Этого не случилось, и я долго, долго и горько упрекал себя за мальчишескую невыдержанность, бестактность и грубость.
Какое мне, молокососу, было дело до самых задушевных убеждений моей богомольной старухи-матери и для чего было затрагивать самую чувствительную струну ее сердца?
Мотив был так же нелеп и странен, как и поступок.
И в самом деле, я не узнал бы самого себя, если бы сравнил то, что я утверждал и отчаянно защищал пред всеми, с моими страстными выходками против немцев, занесенными в мой дневник три года тому назад. Теперь же я явился в Москву самым ревностным защитником всего немецкого, выставляя всякому встречному и поперечному Прибалтийский край образцом культурного и благоустроенного общества. И вот я превозносил пред архиправославною дряхлою женщиною немецкое протестантство, тогда как эта женщина целую жизнь только и находила утешения, что в своей вере и в своем сыне.
В жизни юношей, да и зрелый возраст не свободен от странностей этого рода, нередко встречаются резкие переходы от одного мировоззрения к другому. Неокрепшие убеждения и увлечения меняются и от настроения, и от разных внешних обстоятельств.

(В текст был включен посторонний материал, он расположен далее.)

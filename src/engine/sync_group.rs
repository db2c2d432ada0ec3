use crate::engine::core::{EngineCore, StreamEngine};
use crate::fence::{Remaining, WaitBudget};
use crate::measurement::core::{DispatchSlot, GroupOp, Measurement, MeasurementHandle};
use crate::tag::Timestamp;
use std::sync::{Arc, Mutex};

/// Applies start/stop/clear/start_for across a set of measurements at a
/// single block boundary, so every member has processed the very same tags
/// when the operation lands.
pub struct SynchronizedMeasurements {
    core: Arc<EngineCore>,
    members: Mutex<Vec<Arc<dyn DispatchSlot>>>,
}

impl SynchronizedMeasurements {
    pub fn new(engine: &StreamEngine) -> Self {
        Self {
            core: engine.core().clone(),
            members: Mutex::new(Vec::new()),
        }
    }

    /// Adds a measurement to the group. Further group operations include it.
    pub fn register<M: Measurement>(&self, measurement: &MeasurementHandle<M>) {
        let slot = measurement.slot();
        let mut members = self.members.lock().unwrap();
        if members.iter().all(|m| m.id() != slot.id()) {
            members.push(slot);
        }
    }

    /// Removes a measurement from the group; unknown members are ignored.
    pub fn unregister<M: Measurement>(&self, measurement: &MeasurementHandle<M>) {
        let id = measurement.slot().id();
        self.members.lock().unwrap().retain(|m| m.id() != id);
    }

    pub fn start(&self) {
        self.apply(GroupOp::Start);
    }

    pub fn stop(&self) {
        self.apply(GroupOp::Stop);
    }

    pub fn clear(&self) {
        self.apply(GroupOp::Clear);
    }

    pub fn start_for(&self, duration: Timestamp, clear_first: bool) {
        self.apply(GroupOp::StartFor {
            duration,
            clear_first,
        });
    }

    /// Waits until every member has reached its `start_for` deadline.
    pub fn wait_until_finished(&self, timeout_ms: i64) -> bool {
        let budget = WaitBudget::new(timeout_ms);
        let members = self.members.lock().unwrap().clone();
        for member in members {
            let slice = match budget.remaining() {
                Remaining::Unbounded => -1,
                Remaining::Bounded(duration) => duration.as_millis() as i64,
                Remaining::Expired => 0,
            };
            if !member.wait_until_finished(slice) {
                return false;
            }
        }
        true
    }

    pub fn is_running(&self) -> bool {
        self.members
            .lock()
            .unwrap()
            .iter()
            .any(|m| m.is_running())
    }

    fn apply(&self, op: GroupOp) {
        let ids = {
            let members = self.members.lock().unwrap();
            members.iter().map(|m| m.id()).collect::<Vec<_>>()
        };
        if ids.is_empty() {
            return;
        }
        self.core.push_synchronized(ids, op);
        // The fence forces a prompt block boundary at which the queued
        // operation is applied to every member at once.
        self.core.publish_fence();
    }
}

Одна перемена местности и круга знакомых уже способна заменить в незрелом уме один образ мыслей другим, совершенно противоположным. Притом дух противоречия, свойственный каждому незрелому уму, у меня был заметно выражен и склонен к проявлению при всяком удобном случае. Случай и представился.

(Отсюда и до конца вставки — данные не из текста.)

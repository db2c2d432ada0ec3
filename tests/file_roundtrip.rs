use std::sync::Arc;
use tagstream::{
    BlockPolicy, EngineConfig, FileReader, FileWriter, InjectionSource, ReplaySource,
    StreamEngine, Tag, TimeTagStream,
};

fn pipeline() -> (StreamEngine, InjectionSource) {
    let source = InjectionSource::new(BlockPolicy::default());
    let engine =
        StreamEngine::start(EngineConfig::default(), Arc::new(source.clone())).expect("engine");
    (engine, source)
}

fn events(channel: i32, times: &[i64]) -> Vec<Tag> {
    times.iter().map(|t| Tag::event(*t, channel)).collect()
}

fn merged(mut tags: Vec<Tag>) -> Vec<Tag> {
    tags.sort_by_key(|t| t.time);
    tags
}

#[test]
fn written_streams_read_back_identically() {
    let dir = tempfile::tempdir().unwrap();
    let path = dir.path().join("run.ttd");
    let written = {
        let (engine, source) = pipeline();
        let writer = FileWriter::new(&engine, &path, vec![1, 2]).unwrap();
        let mut tags = events(1, &[100, 250, 900]);
        tags.extend(events(2, &[400]));
        let tags = merged(tags);
        source.inject(&tags).unwrap();
        source.advance(1_000).unwrap();
        source.close();
        assert!(engine.wait_drained(2_000));
        assert_eq!(writer.total_events(), 4);
        tags
    };

    let mut reader = FileReader::open(&path).unwrap();
    assert_eq!(reader.channel_list(), vec![1, 2]);
    assert!(reader.has_data().unwrap());
    let buffer = reader.read(16).unwrap();
    assert_eq!(buffer.to_tags(), written);
    assert!(!reader.has_data().unwrap());
}

#[test]
fn block_boundaries_survive_the_roundtrip() {
    let dir = tempfile::tempdir().unwrap();
    let path = dir.path().join("blocks.ttd");
    {
        // Generous latency bounds so only the explicit cuts decide the
        // block boundaries asserted below.
        let policy = BlockPolicy {
            max_latency: std::time::Duration::from_secs(3_600),
            idle_flush: std::time::Duration::from_secs(3_600),
            ..BlockPolicy::default()
        };
        let source = InjectionSource::new(policy);
        let engine = StreamEngine::start(EngineConfig::default(), Arc::new(source.clone()))
            .expect("engine");
        let _writer = FileWriter::new(&engine, &path, vec![1]).unwrap();
        source.inject(&events(1, &[100])).unwrap();
        source.advance(500).unwrap();
        source.inject(&events(1, &[700])).unwrap();
        source.advance(1_000).unwrap();
        source.close();
        assert!(engine.wait_drained(2_000));
    }

    let mut reader = FileReader::open(&path).unwrap();
    let first = reader.read_block().unwrap().expect("first block");
    let second = reader.read_block().unwrap().expect("second block");
    assert_eq!((first.begin, first.end), (0, 500));
    assert_eq!((second.begin, second.end), (500, 1_000));
    assert_eq!(first.end, second.begin);
}

#[test]
fn splitting_produces_a_chain_the_reader_follows() {
    let dir = tempfile::tempdir().unwrap();
    let path = dir.path().join("split.ttd");
    {
        let (engine, source) = pipeline();
        let writer = FileWriter::new(&engine, &path, vec![1]).unwrap();
        writer.set_max_file_size(1);
        for i in 0i64..4 {
            source
                .inject(&events(1, &[i * 1_000 + 100]))
                .unwrap();
            source.advance((i + 1) * 1_000).unwrap();
            assert!(engine.sync(2_000));
        }
        source.close();
        assert!(engine.wait_drained(2_000));
        assert!(writer.total_size() > 0);
    }

    assert!(dir.path().join("split.ttd.1").exists());
    let mut reader = FileReader::open(&path).unwrap();
    let buffer = reader.read(64).unwrap();
    assert_eq!(buffer.timestamps, vec![100, 1_100, 2_100, 3_100]);
}

#[test]
fn markers_are_recovered() {
    let dir = tempfile::tempdir().unwrap();
    let path = dir.path().join("marked.ttd");
    {
        let (engine, source) = pipeline();
        let writer = FileWriter::new(&engine, &path, vec![1]).unwrap();
        writer.set_marker("scan-line-17");
        source.inject(&events(1, &[100])).unwrap();
        source.advance(1_000).unwrap();
        source.close();
        assert!(engine.wait_drained(2_000));
    }

    let mut reader = FileReader::open(&path).unwrap();
    let _ = reader.read(16).unwrap();
    assert_eq!(reader.last_marker(), Some("scan-line-17".into()));
}

#[test]
fn recorded_streams_replay_deterministically() {
    let dir = tempfile::tempdir().unwrap();
    let path = dir.path().join("replay.ttd");
    let tags = {
        let (engine, source) = pipeline();
        let _writer = FileWriter::new(&engine, &path, vec![1]).unwrap();
        let tags = events(1, &[100, 300, 800]);
        source.inject(&tags).unwrap();
        source.advance(1_000).unwrap();
        source.close();
        assert!(engine.wait_drained(2_000));
        tags
    };

    let replay = Arc::new(ReplaySource::open(&path).unwrap());
    let engine = StreamEngine::start(EngineConfig::default(), replay.clone()).expect("engine");
    let stream = TimeTagStream::new(&engine, 100, vec![1]).unwrap();
    replay.start();
    assert!(engine.wait_drained(2_000));
    assert_eq!(stream.take().to_tags(), tags);
}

Москва, то есть знакомая мне среда в Москве, не могла мне не показаться другою.
Ведь я провел четыре года самой впечатлительной поры жизни на окраине, не имевшей ничего общего с Москвою; и вот, что прежде
меня привлекало на родине, потому что известно было только с одной привлекательной стороны, то сделалось противным чрез сравнение, открывшее мне глаза.
И пятинедельное мое пребывание в Москве ознаменовалось целым рядом стычек. Куда бы я ни являлся, везде я находил случай осмеять московские предрассудки, прогуляться на счет московской отсталости и косности, сравнять московское с прибалтийским, то есть чисто европейским, и отдать ему явное преимущество.
Матушку я хотел уверить, что немцы-протестанты лучше, что вера их умнее нашей, и как обыкновенно одна глупость рождает другую, то я, споря и горячась, перешагнул от религии к родительской и детской любви и довел любившую меня горячо старушку до слез.
– Как это ты не боишься Бога – приравнивать материнскую любовь к собачьей и кошачьей! Разве собака и кошка могут любить своих щенят и котят, как мать любит своего ребенка? Значит, у вас теперь мать – все равно что сука или кошка?
Так пеняла мне мать. Наконец, мне стало жаль и стало совестно. Споры с матерью я прекратил; разгорячившийся дух противоречия не скоро угомонишь, и я начал вымещать его на других, при каждом удобном случае; а случай представлялся на каждом шагу.
Сделал я визит экзаменовавшему меня из хирургии на лекаря профессору Альфонскому (потом ректору). Он начинает спрашивать про обсерваторию, про знаменитый рефрактор в Дерпте, в то время едва ли не единственный в России. Я с восторгом описываю виденное мною на дерптской обсерватории, а Альфонский преравнодушно говорит мне.
– Знаете что: я, признаться, не верю во все эти астрономические забавы; кто их там разберет, все эти небесные тела!
Потом перешли к хирургии и именно затронули мой любимый конек – перевязку больших артерий.
– Знаете что, – говорит опять Альфонский, – я не верю всем этим историям о перевязке подвздошной, наружной или там подключичной артерии; бумага все терпит.
Я чуть не ахнул вслух.
Ну, такой отсталости я себе и вообразить не мог в ученом сословии, у профессоров.